The original retablo, unable to fit in the altar, is now housed under the dome to accommodate it's height. Based on how it looks now, you wouldn't even think that it was once buried in mud and ash!

The main retablo placed under to dome to accomodate it's height

Unfortunately, a church administrator already closed the main altar grills, so I only got a chance to peek at the equally beautiful side retablo. It is richly carved and decorated, I'm tempted to cross the fence and take more pictures! But a good boy that I am, I restrained myself.

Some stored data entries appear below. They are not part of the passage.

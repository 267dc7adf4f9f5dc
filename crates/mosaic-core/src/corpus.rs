//! Corpus sources and BEIR dataset loading.
//!
//! Every source is restartable: `documents()` reopens its backing store and
//! yields the same order each time, which is what keeps a dense artifact's
//! position → id table meaningful across builds.

use serde_json::Value;
use std::collections::{BTreeMap, HashMap};
use std::fs::{self, File};
use std::io::{BufRead, BufReader};
use std::path::{Path, PathBuf};

use crate::error::{Error, Result};
use crate::traits::{CorpusSource, DocumentIter};
use crate::types::{Document, Query};

/// qid → doc id → relevance grade.
pub type Qrels = BTreeMap<String, BTreeMap<String, i32>>;

impl<C: CorpusSource + ?Sized> CorpusSource for Box<C> {
    fn snapshot_id(&self) -> &str { (**self).snapshot_id() }
    fn documents(&self) -> Result<DocumentIter<'_>> { (**self).documents() }
}

impl<C: CorpusSource + ?Sized> CorpusSource for &C {
    fn snapshot_id(&self) -> &str { (**self).snapshot_id() }
    fn documents(&self) -> Result<DocumentIter<'_>> { (**self).documents() }
}

#[derive(Debug, Clone)]
pub struct InMemoryCorpus {
    snapshot_id: String,
    docs: Vec<Document>,
}

impl InMemoryCorpus {
    pub fn new(snapshot_id: impl Into<String>, docs: Vec<Document>) -> Self {
        Self { snapshot_id: snapshot_id.into(), docs }
    }

    pub fn from_pairs<I, K, V>(snapshot_id: impl Into<String>, pairs: I) -> Self
    where
        I: IntoIterator<Item = (K, V)>,
        K: Into<String>,
        V: Into<String>,
    {
        Self::new(snapshot_id, pairs.into_iter().map(|(id, text)| Document::new(id, text)).collect())
    }

    pub fn len(&self) -> usize { self.docs.len() }
    pub fn is_empty(&self) -> bool { self.docs.is_empty() }
}

impl CorpusSource for InMemoryCorpus {
    fn snapshot_id(&self) -> &str { &self.snapshot_id }

    fn documents(&self) -> Result<DocumentIter<'_>> {
        Ok(Box::new(self.docs.iter().cloned().map(Ok)))
    }
}

/// BEIR `corpus.jsonl`: one `{"_id", "title", "text"}` object per line.
#[derive(Debug, Clone)]
pub struct JsonlCorpus {
    path: PathBuf,
    snapshot_id: String,
}

impl JsonlCorpus {
    /// The snapshot id is `<file stem>-<blake3 prefix>` so an edited file
    /// never reuses a stale artifact.
    pub fn open(path: impl AsRef<Path>) -> Result<Self> {
        let path = path.as_ref().to_path_buf();
        let mut file = File::open(&path).map_err(|e| Error::Corpus(format!("cannot open {}: {e}", path.display())))?;
        let mut hasher = blake3::Hasher::new();
        std::io::copy(&mut file, &mut hasher)?;
        let digest = hasher.finalize().to_hex();
        let stem = path.file_stem().map(|s| s.to_string_lossy().to_string()).unwrap_or_else(|| "corpus".to_string());
        let snapshot_id = format!("{stem}-{}", &digest.as_str()[..16]);
        tracing::debug!(path = %path.display(), %snapshot_id, "opened jsonl corpus");
        Ok(Self { path, snapshot_id })
    }

    pub fn path(&self) -> &Path { &self.path }
}

impl CorpusSource for JsonlCorpus {
    fn snapshot_id(&self) -> &str { &self.snapshot_id }

    fn documents(&self) -> Result<DocumentIter<'_>> {
        let file = File::open(&self.path)
            .map_err(|e| Error::Corpus(format!("corpus snapshot {} no longer readable at {}: {e}", self.snapshot_id, self.path.display())))?;
        let path = self.path.clone();
        let iter = BufReader::new(file).lines().enumerate().filter_map(move |(i, line)| match line {
            Err(e) => Some(Err(Error::Io(e))),
            Ok(l) if l.trim().is_empty() => None,
            Ok(l) => Some(parse_corpus_line(&l).map_err(|e| Error::Corpus(format!("{}:{}: {e}", path.display(), i + 1)))),
        });
        Ok(Box::new(iter))
    }
}

fn parse_corpus_line(line: &str) -> std::result::Result<Document, String> {
    let obj: Value = serde_json::from_str(line).map_err(|e| e.to_string())?;
    let id = first_field(&obj, &["_id", "id"]).ok_or_else(|| "missing '_id'".to_string())?;
    let title = first_field(&obj, &["title"]).unwrap_or_default();
    let text = first_field(&obj, &["text", "contents"]).unwrap_or_default();
    Ok(Document { id, title, text })
}

/// First present, non-empty field among `keys`, stringifying numbers.
fn first_field(obj: &Value, keys: &[&str]) -> Option<String> {
    keys.iter().find_map(|k| match obj.get(*k)? {
        Value::String(s) if !s.is_empty() => Some(s.clone()),
        Value::Number(n) => Some(n.to_string()),
        _ => None,
    })
}

/// Every `*.txt` below a directory; ids are relative paths without extension.
#[derive(Debug, Clone)]
pub struct TextDirCorpus {
    root: PathBuf,
    files: Vec<(String, PathBuf)>,
    snapshot_id: String,
}

impl TextDirCorpus {
    pub fn open(root: impl AsRef<Path>) -> Result<Self> {
        let root = root.as_ref().to_path_buf();
        if !root.is_dir() {
            return Err(Error::Corpus(format!("{} is not a directory", root.display())));
        }
        let mut paths: Vec<PathBuf> = walkdir::WalkDir::new(&root)
            .into_iter()
            .filter_map(|e| e.ok())
            .filter(|e| e.file_type().is_file())
            .map(|e| e.into_path())
            .filter(|p| p.extension().and_then(|s| s.to_str()) == Some("txt"))
            .collect();
        paths.sort();
        let mut hasher = blake3::Hasher::new();
        let mut files = Vec::with_capacity(paths.len());
        for path in paths {
            let rel = path.strip_prefix(&root).unwrap_or(&path).with_extension("");
            let id = rel.to_string_lossy().replace('\\', "/");
            hasher.update(id.as_bytes());
            hasher.update(&[0]);
            hasher.update(&fs::read(&path)?);
            files.push((id, path));
        }
        let name = root.file_name().map(|s| s.to_string_lossy().to_string()).unwrap_or_else(|| "txt".to_string());
        let snapshot_id = format!("{name}-{}", &hasher.finalize().to_hex().as_str()[..16]);
        Ok(Self { root, files, snapshot_id })
    }

    pub fn root(&self) -> &Path { &self.root }
    pub fn len(&self) -> usize { self.files.len() }
    pub fn is_empty(&self) -> bool { self.files.is_empty() }
}

impl CorpusSource for TextDirCorpus {
    fn snapshot_id(&self) -> &str { &self.snapshot_id }

    fn documents(&self) -> Result<DocumentIter<'_>> {
        Ok(Box::new(self.files.iter().map(|(id, path)| {
            let content = match fs::read_to_string(path) {
                Ok(content) => content,
                Err(_) => String::from_utf8_lossy(&fs::read(path)?).to_string(),
            };
            Ok(Document::new(id.clone(), content))
        })))
    }
}

/// The first `limit` documents of another source, under its own snapshot id.
pub struct Limited<C> {
    inner: C,
    limit: usize,
    snapshot_id: String,
}

impl<C: CorpusSource> Limited<C> {
    pub fn new(inner: C, limit: usize) -> Self {
        let snapshot_id = format!("{}-first{limit}", inner.snapshot_id());
        Self { inner, limit, snapshot_id }
    }
}

impl<C: CorpusSource> CorpusSource for Limited<C> {
    fn snapshot_id(&self) -> &str { &self.snapshot_id }

    fn documents(&self) -> Result<DocumentIter<'_>> {
        Ok(Box::new(self.inner.documents()?.take(self.limit)))
    }
}

/// `queries.jsonl` in file order; text comes from `text` or `query`.
pub fn load_queries(path: &Path) -> Result<Vec<Query>> {
    let file = File::open(path).map_err(|e| Error::Corpus(format!("cannot open {}: {e}", path.display())))?;
    let mut queries = Vec::new();
    for (i, line) in BufReader::new(file).lines().enumerate() {
        let line = line?;
        if line.trim().is_empty() { continue; }
        let obj: Value = serde_json::from_str(&line).map_err(|e| Error::Corpus(format!("{}:{}: {e}", path.display(), i + 1)))?;
        let id = first_field(&obj, &["_id", "id"]).ok_or_else(|| Error::Corpus(format!("{}:{}: missing '_id'", path.display(), i + 1)))?;
        let text = first_field(&obj, &["text", "query"]).unwrap_or_default();
        queries.push(Query { id, text });
    }
    Ok(queries)
}

/// Whitespace-separated qrels: BEIR's `qid docid rel` or TREC's
/// `qid iter docid rel`. Shorter lines are skipped.
pub fn load_qrels(path: &Path) -> Result<Qrels> {
    read_qrels(path).map(|(_, qrels)| qrels)
}

/// Qrels plus their query ids in first-seen file order.
fn read_qrels(path: &Path) -> Result<(Vec<String>, Qrels)> {
    let file = File::open(path).map_err(|e| Error::Corpus(format!("cannot open {}: {e}", path.display())))?;
    let mut order = Vec::new();
    let mut qrels = Qrels::new();
    for (i, line) in BufReader::new(file).lines().enumerate() {
        let line = line?;
        let parts: Vec<&str> = line.split_whitespace().collect();
        let (qid, docid, rel) = match parts.as_slice() {
            [qid, docid, rel] => (*qid, *docid, *rel),
            [qid, _, docid, rel, ..] => (*qid, *docid, *rel),
            _ => continue,
        };
        let rel: i32 = match rel.parse() {
            Ok(rel) => rel,
            // `query-id corpus-id score` header
            Err(_) if i == 0 => continue,
            Err(e) => return Err(Error::Corpus(format!("{}:{}: bad relevance '{rel}': {e}", path.display(), i + 1))),
        };
        if !qrels.contains_key(qid) {
            order.push(qid.to_string());
        }
        qrels.entry(qid.to_string()).or_default().insert(docid.to_string(), rel);
    }
    Ok((order, qrels))
}

/// A BEIR dataset directory restricted to its test split.
pub struct BeirDataset {
    pub corpus: JsonlCorpus,
    /// Test queries, i.e. those judged in `qrels/test.tsv`, in qrels file order.
    pub queries: Vec<Query>,
    pub qrels: Qrels,
}

impl BeirDataset {
    pub fn load(dir: impl AsRef<Path>) -> Result<Self> {
        let dir = dir.as_ref();
        let corpus_path = dir.join("corpus.jsonl");
        let queries_path = dir.join("queries.jsonl");
        let qrels_path = dir.join("qrels").join("test.tsv");
        for p in [&corpus_path, &queries_path, &qrels_path] {
            if !p.exists() {
                return Err(Error::Corpus(format!(
                    "dataset not found under {}: expected corpus.jsonl, queries.jsonl and qrels/test.tsv (missing {})",
                    dir.display(),
                    p.display()
                )));
            }
        }
        let corpus = JsonlCorpus::open(&corpus_path)?;
        let all: HashMap<String, String> = load_queries(&queries_path)?.into_iter().map(|q| (q.id, q.text)).collect();
        let (order, qrels) = read_qrels(&qrels_path)?;
        let queries = order.iter().map(|qid| Query::new(qid.clone(), all.get(qid).cloned().unwrap_or_default())).collect();
        Ok(Self { corpus, queries, qrels })
    }

    pub fn first_query(&self) -> Option<&Query> {
        self.queries.first()
    }
}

Side retablo, as beautiful as the main

To give the nave more vertical space, ceiling was made bare, showing the original trusses of the church. Dormer windows are added to let light in and for good ventilation as well.

Ceiling exposing the old goods: brick, wood, and antique chandeliers

Curious as I was, I tried going to the church's belfry entrance since it was open (though I'n not sure if visitors are allowed), and saw the original church bells and marvelous wood and stone works in the tower's frame.

Wooden stairs and floors of the belltower

At the tower's opposite side is a museum. I think it was the convento before, basing on it's architecture and attachment to the church. Other relics and old santo and photos pre-volcanic eruption are on display here.

The museum, a lahar survivor

Disappointingly, this is the only church in Pampanga that our trip went to. And it whet my appetite, congratulations, which made my hunger for more Kapampangan heritage intensified. Quoting Gen. McArthur; Pampanga, I shall return!